100 Books #20 - Bernard Cornwell's EXCALIBUR



With this third and final book of Bernard Cornwell's Warlord trilogy, the jig is up: the warlord these chronicles are really about is narrator Derfel Cadarn, the Saxon-born spearman in Arthur's British armies who rises to equal and in some ways surpass Arthur in terms of military prowess, wisdom, the attainment of domestic (if not marital) happiness and pretty much every other way but actual fame. And the fame given to Arthur is really kind of given to him by Derfel, in these novels, to whose lot it  has fallen in his waning years to write what he hopes is the definitive chronicle of the British-Saxon standoff in which both men are supposed to have been instrumental -- a chronicle that sets the record straight, he maintains, that demystifies and de-romanticizes all the tale's principal figures without diminishing their importance or their worth.

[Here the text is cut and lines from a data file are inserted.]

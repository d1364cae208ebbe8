//! The query pipeline: graph context, then prompt, then answer.

use std::sync::atomic::{AtomicU64, Ordering};
use std::sync::Arc;

use biograph_core::{Prompt, PromptComposer, Query, Settings};
use biograph_graph::{ContextProvider, GraphHandle};
use biograph_llm::{AnswerGenerator, ModelHandle, TokenStream};

use crate::error::Result;

/// Runs one query through context retrieval, prompt composition and
/// generation. Holds no per-query state beyond a count of queries that
/// went ahead without graph context.
pub struct Pipeline {
    graph: Arc<dyn GraphHandle>,
    context: ContextProvider,
    composer: PromptComposer,
    generator: AnswerGenerator,
    degraded: AtomicU64,
}

impl Pipeline {
    pub fn new(
        graph: Arc<dyn GraphHandle>,
        context: ContextProvider,
        composer: PromptComposer,
        generator: AnswerGenerator,
    ) -> Self {
        Self {
            graph,
            context,
            composer,
            generator,
            degraded: AtomicU64::new(0),
        }
    }

    pub fn from_settings(
        settings: &Settings,
        graph: Arc<dyn GraphHandle>,
        model: Arc<dyn ModelHandle>,
    ) -> Self {
        Self::new(
            graph,
            ContextProvider::from_settings(settings),
            PromptComposer::default(),
            AnswerGenerator::from_settings(model, settings),
        )
    }

    pub fn generator(&self) -> &AnswerGenerator {
        &self.generator
    }

    /// Queries whose prompt was composed after graph retrieval failed.
    pub fn degraded_contexts(&self) -> u64 {
        self.degraded.load(Ordering::SeqCst)
    }

    /// Retrieve context for `query` and compose the prompt.
    pub async fn prepare(&self, query: &Query) -> Result<Prompt> {
        let context = self.context.fetch_context(query, self.graph.as_ref()).await?;
        if context.is_degraded() {
            self.degraded.fetch_add(1, Ordering::SeqCst);
        }
        tracing::debug!(
            facts = context.len(),
            degraded = context.is_degraded(),
            "Prompt composed"
        );
        Ok(self.composer.compose(query, &context))
    }

    pub async fn answer(&self, query: &Query) -> Result<String> {
        let prompt = self.prepare(query).await?;
        Ok(self.generator.generate(&prompt).await?)
    }

    pub async fn answer_stream(&self, query: &Query) -> Result<TokenStream> {
        let prompt = self.prepare(query).await?;
        Ok(self.generator.generate_stream(&prompt).await?)
    }
}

Except for that of Derfel himself, too modest, we are led to understand, to make much of his own achievements, which, he insists, are nothing beside those of his charismatic hero, Arthur.

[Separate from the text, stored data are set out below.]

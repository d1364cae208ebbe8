//! Error types for the biograph-chat crate.

use thiserror::Error;

use biograph_core::{ConversationId, QueryError};
use biograph_graph::GraphError;
use biograph_llm::ModelError;

#[derive(Error, Debug)]
pub enum SessionError {
    #[error("Conversation {conversation_id} is already answering a query")]
    Busy { conversation_id: ConversationId },

    #[error("Conversation {conversation_id} is closed")]
    Closed { conversation_id: ConversationId },

    #[error("No conversation with id {conversation_id}")]
    UnknownConversation { conversation_id: ConversationId },

    #[error("Invalid query: {0}")]
    InvalidQuery(#[from] QueryError),

    #[error("Session initialization failed: {reason}")]
    Initialization { reason: String },

    #[error("Graph error: {0}")]
    Graph(#[from] GraphError),

    #[error("Model error: {0}")]
    Model(#[from] ModelError),
}

impl SessionError {
    /// The failure leaves the session unusable.
    pub fn is_fatal(&self) -> bool {
        matches!(
            self,
            Self::Closed { .. } | Self::Model(ModelError::Authentication(_))
        )
    }
}

pub type Result<T> = std::result::Result<T, SessionError>;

Much of the action in this final book centers on a legendary battle, that of Mount Baddon, or Mons Badonicus, to which Arthur is supposed to have managed to rally most of the kingdoms of southern Britain to make a stand against a pair of invading Saxon hordes, one of which is headed by none other than Derfel's father, Aelle. The build-up to this battle is a bit agonizing; some 75 pages go by before the shield walls clash, but within that slow burn is an extraordinary accomplishment: Derfel, and by him, Cornwell, made me like Guinevere. This has never happened before!

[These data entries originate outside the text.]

//! Server-sent events decoding for streamed model output.
//!
//! Both providers stream `data: <json>` events separated by blank lines.
//! [`SseDecoder`] turns arbitrary network chunks into complete event
//! payloads; [`decode_stream`] drives it over a response body and maps each
//! payload to a text delta with a provider-specific parser.

use std::collections::VecDeque;
use std::pin::Pin;

use futures::{Stream, StreamExt};

use crate::error::ModelError;
use crate::handle::ChunkStream;

/// Incremental SSE parser. Only `data` fields are kept; comments and other
/// fields are ignored.
#[derive(Debug, Default)]
pub struct SseDecoder {
    buf: Vec<u8>,
    data: Option<String>,
}

impl SseDecoder {
    pub fn new() -> Self {
        Self::default()
    }

    /// Feed bytes; returns the payloads of every event completed by them.
    pub fn push(&mut self, bytes: &[u8]) -> Vec<String> {
        self.buf.extend_from_slice(bytes);
        let mut events = Vec::new();
        while let Some(pos) = self.buf.iter().position(|&b| b == b'\n') {
            let line: Vec<u8> = self.buf.drain(..=pos).collect();
            let line = String::from_utf8_lossy(&line[..line.len() - 1]);
            self.line(line.strip_suffix('\r').unwrap_or(&line), &mut events);
        }
        events
    }

    /// Flush a trailing event not followed by a blank line.
    pub fn finish(&mut self) -> Vec<String> {
        let mut events = Vec::new();
        if !self.buf.is_empty() {
            let rest = std::mem::take(&mut self.buf);
            let line = String::from_utf8_lossy(&rest);
            self.line(line.strip_suffix('\r').unwrap_or(&line), &mut events);
        }
        if let Some(data) = self.data.take() {
            events.push(data);
        }
        events
    }

    fn line(&mut self, line: &str, events: &mut Vec<String>) {
        if line.is_empty() {
            if let Some(data) = self.data.take() {
                events.push(data);
            }
            return;
        }
        if line.starts_with(':') {
            return;
        }
        let (field, value) = match line.split_once(':') {
            Some((field, value)) => (field, value.strip_prefix(' ').unwrap_or(value)),
            None => (line, ""),
        };
        if field == "data" {
            match &mut self.data {
                Some(data) => {
                    data.push('\n');
                    data.push_str(value);
                }
                None => self.data = Some(value.to_string()),
            }
        }
    }
}

/// What one event payload means to the stream.
#[derive(Debug, Clone, PartialEq, Eq)]
pub enum Delta {
    Text(String),
    /// The model finished; the stream ends cleanly.
    Done,
    /// Keep-alive or metadata event with no text.
    Skip,
}

pub type EventParser = fn(&str) -> Result<Delta, ModelError>;

struct Decoding<S> {
    body: Pin<Box<S>>,
    decoder: SseDecoder,
    pending: VecDeque<String>,
    body_finished: bool,
    parse: EventParser,
}

/// Turn a response body into a chunk stream.
///
/// The stream yields non-empty text deltas, ends at [`Delta::Done`], and ends
/// with an error if the body fails or closes before the model signalled
/// completion.
pub fn decode_stream<S, B>(body: S, parse: EventParser) -> ChunkStream
where
    S: Stream<Item = Result<B, ModelError>> + Send + 'static,
    B: AsRef<[u8]> + Send + 'static,
{
    let state = Decoding {
        body: Box::pin(body),
        decoder: SseDecoder::new(),
        pending: VecDeque::new(),
        body_finished: false,
        parse,
    };

    futures::stream::unfold(Some(state), |state| async move {
        let mut state = state?;
        loop {
            if let Some(payload) = state.pending.pop_front() {
                match (state.parse)(&payload) {
                    Ok(Delta::Text(text)) if !text.is_empty() => return Some((Ok(text), Some(state))),
                    Ok(Delta::Text(_)) | Ok(Delta::Skip) => continue,
                    Ok(Delta::Done) => return None,
                    Err(e) => return Some((Err(e), None)),
                }
            }
            if state.body_finished {
                let err = ModelError::Unavailable(
                    "stream ended before the model finished its answer".to_string(),
                );
                return Some((Err(err), None));
            }
            match state.body.next().await {
                Some(Ok(bytes)) => {
                    let events = state.decoder.push(bytes.as_ref());
                    state.pending.extend(events);
                }
                Some(Err(e)) => return Some((Err(e), None)),
                None => {
                    state.body_finished = true;
                    let events = state.decoder.finish();
                    state.pending.extend(events);
                }
            }
        }
    })
    .boxed()
}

All of the major themes and ideas of the series are tied together here quite satisfyingly -- the conflict between the native Celtic paganism and the new Christianity (which is early Celtic Christianity, the pre-Elviran kind in which bishops still married and anyone they said was a saint, was a saint, and so on), the encroachment of the Angles, Saxons and Jutes that so changed the landscape and language of Britain, the power of oaths and the importance of kings as the embodiment and ultimate engine of all those oaths, the difference between remembered truth and romanticized history and myth -- all come into play as everything falls apart for faithful Derfel and idealistic Arthur, ambitious Guinevere and patient Ceinwyn, pure-hearted Galahad and fierce Sagramor and all the rest with whom one has spent over 900 pages and most of a lifetime. It's all so wonderfully melancholy. After all, all this Arthur ever wanted was "a hall, some lands and friends about him," * and that's very close to exactly what he never really got.

Indeed lot of reviewers have complained that this final book in the trilogy is a bit of a let down, the characters diminished or altered beyond recognition, the tone bleak and forboding, the fit with the other two books poor, but I ask what we could reasonably expect of a book detailing the decline of Arthur and his companions into old age and misery and illness and loss and defeat? Were they to remain heroic and awesome to the bitter end, that would betray the spirit of the legend, which is as much about this decline as in the flowering of Arthur and his knights of ladies, no matter what details one cares to incorporate or ignore. Every mythic golden age takes on its tarnish, that it might become something that can reasonably be thought to lead to our present in which it is celebrated.

So yes, Excalibur is a bittersweet book, but I was ready for that, and am anyway once again impressed with all of the rethinking Cornwell has done while still preserving the broad outlines of the mythology we know and love. So here, for instance, we have Nimue's betrayal and imprisonment of Merlin, rendered into a far more powerful and wrenching tale (indeed, rather horrifying, the scenes depicting this being some of the most vivid and memorable of the entire trilogy) than any mere story of a pretty lady luring him into a tree. Her reasons for doing so are compelling and terrible and utterly understandable, even if we don't share Derfel's love for her.

In addition to these amazing reinterpretations of Arthurian myth, these books have also given a fascinating look at Dark Ages, post-Roman British (especially Welsh) culture. I am no expert on same, so cannot pronounce on the historical accuracy here, but I can say that it feels right and plausible and while I'm pretty glad I didn't live then, I wouldn't mind visiting for a bit, or should I say, just for a spell. But then I would need to come back to our time to take a shower. Or two.

I hate to see this series end, but am also kind of glad, because now I'm finally free of its spell and can move on to all of the other books I have ready to go, you know?

But yes, I cried at the end.

*Which is all any sensible person wants, really, no?